We got Zeleny down from the chandeliers with the help of the soccer team, and I was somewhat angry at my friend; as talented a scientist and true a friend as Gromozeka may be, he was raised very badly and his sense of humor sometimes takes strange forms.
“Where are we headed for?” Alice asked when we were walking toward the ship.
“Our first task,” I said, “Is to get our cargo to Mars and the researchers at Arcturus Minor. And from there we’ll go directly to sector 19-4, to Three Captains Base.”

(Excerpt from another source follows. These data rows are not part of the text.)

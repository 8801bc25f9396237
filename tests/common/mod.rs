//! 結合テスト用のフィクスチャと偽エンジン

#![allow(dead_code)]

use fai_coc_rust::annotator::OUTPUT_PREFIX;
use fai_coc_rust::error::EngineError;
use fai_coc_rust::orchestrator::CancelToken;
use fai_coc_rust::recognizer::{
    Engines, PageRenderer, PageWords, RecognitionEngine, Rect, RenderedPage, TextLayerSource,
    WordBox,
};
use lopdf::content::{Content, Operation};
use lopdf::{dictionary, Document, Object, Stream};
use rust_xlsxwriter::Workbook;
use std::collections::{HashMap, HashSet};
use std::path::{Path, PathBuf};
use std::sync::atomic::{AtomicUsize, Ordering};
use std::sync::{Arc, Mutex};
use std::time::Duration;

pub const PAGE_WIDTH: f64 = 612.0;
pub const PAGE_HEIGHT: f64 = 792.0;

/// 空ページだけのPDFを作成（Letter）
pub fn write_pdf(path: &Path, pages: u32) {
    let mut doc = Document::with_version("1.5");
    let pages_id = doc.new_object_id();

    let mut kids = Vec::new();
    for _ in 0..pages {
        let content = Content {
            operations: vec![
                Operation::new("q", vec![]),
                Operation::new("Q", vec![]),
            ],
        };
        let content_id = doc.add_object(Stream::new(dictionary! {}, content.encode().unwrap()));
        let page_id = doc.add_object(dictionary! {
            "Type" => "Page",
            "Parent" => pages_id,
            "Contents" => content_id,
            "Resources" => dictionary! {},
        });
        kids.push(page_id.into());
    }

    let pages_dict = dictionary! {
        "Type" => "Pages",
        "Kids" => kids,
        "Count" => Object::Integer(pages as i64),
        "MediaBox" => vec![
            Object::Integer(0),
            Object::Integer(0),
            Object::Integer(PAGE_WIDTH as i64),
            Object::Integer(PAGE_HEIGHT as i64),
        ],
    };
    doc.objects.insert(pages_id, Object::Dictionary(pages_dict));
    let catalog_id = doc.add_object(dictionary! {
        "Type" => "Catalog",
        "Pages" => pages_id,
    });
    doc.trailer.set("Root", catalog_id);

    if let Some(parent) = path.parent() {
        std::fs::create_dir_all(parent).unwrap();
    }
    doc.save(path).unwrap();
}

/// 検査表を作成（見出し: Cablex P/N, FAIR Identifier, Part Number, Description）
pub fn write_sheet(path: &Path, rows: &[(&str, &str, &str)]) {
    let mut workbook = Workbook::new();
    let sheet = workbook.add_worksheet();
    sheet.write_string(0, 0, "FIRST ARTICLE INSPECTION").unwrap();

    let headers = ["Cablex P/N", "FAIR Identifier", "Part Number", "Description"];
    for (col, header) in headers.iter().enumerate() {
        sheet.write_string(2, col as u16, *header).unwrap();
    }
    for (i, (primary, alternate, part)) in rows.iter().enumerate() {
        let row = 3 + i as u32;
        sheet.write_string(row, 0, *primary).unwrap();
        sheet.write_string(row, 1, *alternate).unwrap();
        sheet.write_string(row, 2, *part).unwrap();
        sheet.write_string(row, 3, "Bracket").unwrap();
    }

    if let Some(parent) = path.parent() {
        std::fs::create_dir_all(parent).unwrap();
    }
    workbook.save(path).unwrap();
}

/// ルート配下の全ファイル（相対パス、ソート済み）
pub fn list_files(root: &Path) -> Vec<PathBuf> {
    let mut files: Vec<PathBuf> = walkdir::WalkDir::new(root)
        .into_iter()
        .filter_map(|e| e.ok())
        .filter(|e| e.file_type().is_file())
        .map(|e| e.path().strip_prefix(root).unwrap().to_path_buf())
        .collect();
    files.sort();
    files
}

/// 注釈の種類を数える（ページ順）
pub fn annotation_subtypes(path: &Path) -> Vec<String> {
    let doc = Document::load(path).unwrap();
    let mut subtypes = Vec::new();
    for page_id in doc.get_pages().values() {
        let page = doc.get_dictionary(*page_id).unwrap();
        let Ok(annots) = page.get(b"Annots") else { continue };
        let annots = match annots {
            Object::Reference(id) => doc.get_object(*id).unwrap().as_array().unwrap().clone(),
            other => other.as_array().unwrap().clone(),
        };
        for annot in annots {
            let dict = match annot {
                Object::Reference(id) => doc.get_dictionary(id).unwrap().clone(),
                Object::Dictionary(d) => d,
                _ => continue,
            };
            if let Ok(Object::Name(name)) = dict.get(b"Subtype") {
                subtypes.push(String::from_utf8_lossy(name).to_string());
            }
        }
    }
    subtypes
}

/// ファイル名とページ番号から文書を識別する（書き出し済みファイルは元の名前に戻す）
fn document_key(pdf: &Path) -> String {
    let stem = pdf.file_stem().unwrap().to_string_lossy().to_string();
    stem.trim_start_matches(OUTPUT_PREFIX).to_string()
}

fn layout_words(words: &[String]) -> Vec<WordBox> {
    words
        .iter()
        .enumerate()
        .map(|(i, text)| {
            let x = 72.0 + i as f64 * 120.0;
            WordBox {
                text: text.clone(),
                rect: Rect::new(x, 100.0, x + 100.0, 120.0),
                confidence: Some(95.0),
            }
        })
        .collect()
}

/// ページごとの単語を持つ偽ドキュメント集
#[derive(Debug, Clone, Default)]
pub struct FakeCorpus {
    /// (文書名, ページ) → 単語
    pub words: HashMap<(String, u32), Vec<String>>,
}

impl FakeCorpus {
    pub fn new() -> Self {
        Self::default()
    }

    pub fn page(mut self, document: &str, page: u32, words: &[&str]) -> Self {
        self.words.insert(
            (document.to_string(), page),
            words.iter().map(|w| w.to_string()).collect(),
        );
        self
    }
}

/// テキストレイヤー（ネイティブ文字）を返す偽実装
pub struct FakeTextLayer {
    pub corpus: FakeCorpus,
}

impl TextLayerSource for FakeTextLayer {
    fn extract_words(&self, pdf: &Path) -> Result<Vec<PageWords>, EngineError> {
        let key = document_key(pdf);
        let mut pages: Vec<PageWords> = self
            .corpus
            .words
            .iter()
            .filter(|((doc, _), _)| *doc == key)
            .map(|((_, page), words)| PageWords {
                page: *page,
                width: PAGE_WIDTH,
                height: PAGE_HEIGHT,
                words: layout_words(words),
            })
            .collect();
        pages.sort_by_key(|p| p.page);
        Ok(pages)
    }

    fn name(&self) -> &str {
        "fake-text-layer"
    }
}

/// ページ画像の代わりに名前だけ決める偽ラスタライザ
pub struct FakeRenderer;

impl PageRenderer for FakeRenderer {
    fn render_page(
        &self,
        pdf: &Path,
        page: u32,
        _dpi: u32,
        workdir: &Path,
    ) -> Result<RenderedPage, EngineError> {
        Ok(RenderedPage {
            image: workdir.join(format!("{}@{}.png", document_key(pdf), page)),
            width: PAGE_WIDTH as u32,
            height: PAGE_HEIGHT as u32,
        })
    }
}

/// 認識結果を返す偽エンジン（同時実行数と呼び出し回数を記録）
pub struct FakeOcr {
    pub corpus: FakeCorpus,
    pub fail_pages: HashSet<(String, u32)>,
    pub delay: Duration,
    /// 文書ごとの追加の待ち時間
    pub slow: HashMap<String, Duration>,
    /// N回目の呼び出しで中断を要求する
    pub cancel_on_call: Option<(usize, CancelToken)>,
    pub calls: AtomicUsize,
    pub active: AtomicUsize,
    pub peak: AtomicUsize,
    pub seen: Mutex<Vec<(String, u32)>>,
}

impl FakeOcr {
    pub fn new(corpus: FakeCorpus) -> Self {
        Self {
            corpus,
            fail_pages: HashSet::new(),
            delay: Duration::ZERO,
            slow: HashMap::new(),
            cancel_on_call: None,
            calls: AtomicUsize::new(0),
            active: AtomicUsize::new(0),
            peak: AtomicUsize::new(0),
            seen: Mutex::new(Vec::new()),
        }
    }

    pub fn failing(mut self, document: &str, page: u32) -> Self {
        self.fail_pages.insert((document.to_string(), page));
        self
    }

    pub fn with_delay(mut self, delay: Duration) -> Self {
        self.delay = delay;
        self
    }

    pub fn slow_document(mut self, document: &str, delay: Duration) -> Self {
        self.slow.insert(document.to_string(), delay);
        self
    }

    pub fn cancel_on_call(mut self, call: usize, token: CancelToken) -> Self {
        self.cancel_on_call = Some((call, token));
        self
    }

    pub fn calls(&self) -> usize {
        self.calls.load(Ordering::SeqCst)
    }

    pub fn peak(&self) -> usize {
        self.peak.load(Ordering::SeqCst)
    }
}

impl RecognitionEngine for FakeOcr {
    fn recognize(&self, page: &RenderedPage) -> Result<Vec<WordBox>, EngineError> {
        let name = page.image.file_stem().unwrap().to_string_lossy().to_string();
        let (document, number) = name.rsplit_once('@').unwrap();
        let key = (document.to_string(), number.parse::<u32>().unwrap());

        let call = self.calls.fetch_add(1, Ordering::SeqCst) + 1;
        let active = self.active.fetch_add(1, Ordering::SeqCst) + 1;
        self.peak.fetch_max(active, Ordering::SeqCst);
        self.seen.lock().unwrap().push(key.clone());

        let delay = self.delay + self.slow.get(&key.0).copied().unwrap_or_default();
        if !delay.is_zero() {
            std::thread::sleep(delay);
        }
        if let Some((at, token)) = &self.cancel_on_call {
            if call == *at {
                token.cancel();
            }
        }
        self.active.fetch_sub(1, Ordering::SeqCst);

        if self.fail_pages.contains(&key) {
            return Err(EngineError::Failed {
                program: "tesseract".into(),
                code: 1,
                stderr: format!("page {} failed", key.1),
            });
        }
        Ok(self
            .corpus
            .words
            .get(&key)
            .map(|w| layout_words(w))
            .unwrap_or_default())
    }
}

/// テキストレイヤーなし、認識だけで単語が得られるエンジン一式
pub fn ocr_engines(ocr: Arc<FakeOcr>) -> Engines {
    Engines {
        text_layer: Arc::new(FakeTextLayer { corpus: FakeCorpus::new() }),
        renderer: Arc::new(FakeRenderer),
        recognizer: ocr,
    }
}

/// ネイティブテキストありのエンジン一式
pub fn native_engines(native: FakeCorpus, ocr: Arc<FakeOcr>) -> Engines {
    Engines {
        text_layer: Arc::new(FakeTextLayer { corpus: native }),
        renderer: Arc::new(FakeRenderer),
        recognizer: ocr,
    }
}
//! 文字認識の型定義
//!
//! 座標はすべてページ左上を原点としたPDFポイント単位。
//! PDFへ書き込む際に annotator 側で左下原点へ変換する。

use std::path::PathBuf;

#[derive(Debug, Clone, Copy, PartialEq, Default)]
pub struct Rect {
    pub x0: f64,
    pub y0: f64,
    pub x1: f64,
    pub y1: f64,
}

impl Rect {
    pub fn new(x0: f64, y0: f64, x1: f64, y1: f64) -> Self {
        Self {
            x0: x0.min(x1),
            y0: y0.min(y1),
            x1: x0.max(x1),
            y1: y0.max(y1),
        }
    }

    pub fn width(&self) -> f64 {
        self.x1 - self.x0
    }

    pub fn height(&self) -> f64 {
        self.y1 - self.y0
    }

    pub fn is_empty(&self) -> bool {
        self.width() <= 0.0 || self.height() <= 0.0
    }

    /// 2つの矩形を包む矩形
    pub fn union(&self, other: &Rect) -> Rect {
        Rect {
            x0: self.x0.min(other.x0),
            y0: self.y0.min(other.y0),
            x1: self.x1.max(other.x1),
            y1: self.y1.max(other.y1),
        }
    }

    /// 画像ピクセル座標からページ座標へ
    pub fn scale(&self, sx: f64, sy: f64) -> Rect {
        Rect::new(self.x0 * sx, self.y0 * sy, self.x1 * sx, self.y1 * sy)
    }
}

/// 位置付きの単語
#[derive(Debug, Clone, PartialEq)]
pub struct WordBox {
    pub text: String,
    pub rect: Rect,
    /// 認識エンジンの信頼度（0-100、ネイティブテキストはNone）
    pub confidence: Option<f32>,
}

/// テキストレイヤーから取り出した1ページ分
#[derive(Debug, Clone, Default, PartialEq)]
pub struct PageWords {
    pub page: u32,
    pub width: f64,
    pub height: f64,
    pub words: Vec<WordBox>,
}

impl PageWords {
    /// 空白以外の文字数
    pub fn char_count(&self) -> usize {
        self.words
            .iter()
            .map(|w| w.text.chars().filter(|c| !c.is_whitespace()).count())
            .sum()
    }
}

/// ページ寸法（PDF側の情報）
#[derive(Debug, Clone, Copy, PartialEq)]
pub struct PageGeometry {
    /// 1始まり
    pub page: u32,
    /// MediaBox の左下原点
    pub origin_x: f64,
    pub origin_y: f64,
    pub width: f64,
    pub height: f64,
}

/// ラスタライズ結果
#[derive(Debug, Clone, PartialEq)]
pub struct RenderedPage {
    pub image: PathBuf,
    pub width: u32,
    pub height: u32,
}

/// ページのテキスト取得元
#[derive(Debug, Clone, Copy, PartialEq, Eq)]
pub enum TextSource {
    Native,
    Recognized,
    /// 認識に失敗し、ネイティブテキストもない
    Unavailable,
}

#[derive(Debug, Clone, PartialEq)]
pub struct PageText {
    pub page: u32,
    pub source: TextSource,
    pub words: Vec<WordBox>,
}

#[derive(Debug, Clone, PartialEq, Eq)]
pub struct PageFailure {
    pub page: u32,
    pub reason: String,
}

/// 文書1つ分のページ別テキスト索引
///
/// ジョブ内で一度だけ作り、ジョブ終了時に捨てる。
#[derive(Debug, Clone, Default, PartialEq)]
pub struct RecognitionIndex {
    pub pages: Vec<PageText>,
    pub failures: Vec<PageFailure>,
}

impl RecognitionIndex {
    pub fn page(&self, page: u32) -> Option<&PageText> {
        self.pages.iter().find(|p| p.page == page)
    }

    pub fn word_count(&self) -> usize {
        self.pages.iter().map(|p| p.words.len()).sum()
    }

    /// 認識由来のページ（不可視テキストレイヤーの対象）
    pub fn recognized_pages(&self) -> impl Iterator<Item = &PageText> {
        self.pages.iter().filter(|p| p.source == TextSource::Recognized)
    }
}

“All hail the Three Captains!” Alice said, although she had never heard about them before in her life.
Chapter Four
The Vanishing Tadprowlers
The investigators on Arcturus Minor met the Pegasus with a brass band, figuratively if not literally. As soon as we had eased our way down onto the metal plates of the landing field they smartly marched out into the constant rain to greet us, followed by the all-terrain vehicle. The pre-fab landing field was still staggering under our ship’s weight; rusty water bubbling with the products of plant decomposition still splashed in the cracks between the plating. They were all in space suits with top hats on top of the closed helmets, the trumpets and bassoons were flat plastic cut-outs, and two of the researchers carried a large plate with the Key to the Planet.
And when we came down to the wet metal strips of the space port they decorated our helmets of our space suits with leis and awarded Alice with the keys to the research station.
Our arrival was an excuse to have a feast in the close confines of the base dining hall. We were treated to fruit salad concentrate, dehydrated duck and artificial ham sandwiches. The engineer Zeleny, who also worked as the Pegasus’s chef, responded in kind and managed to place on the table real apples, real sliced pears with real currants and, best of all, real rye bread.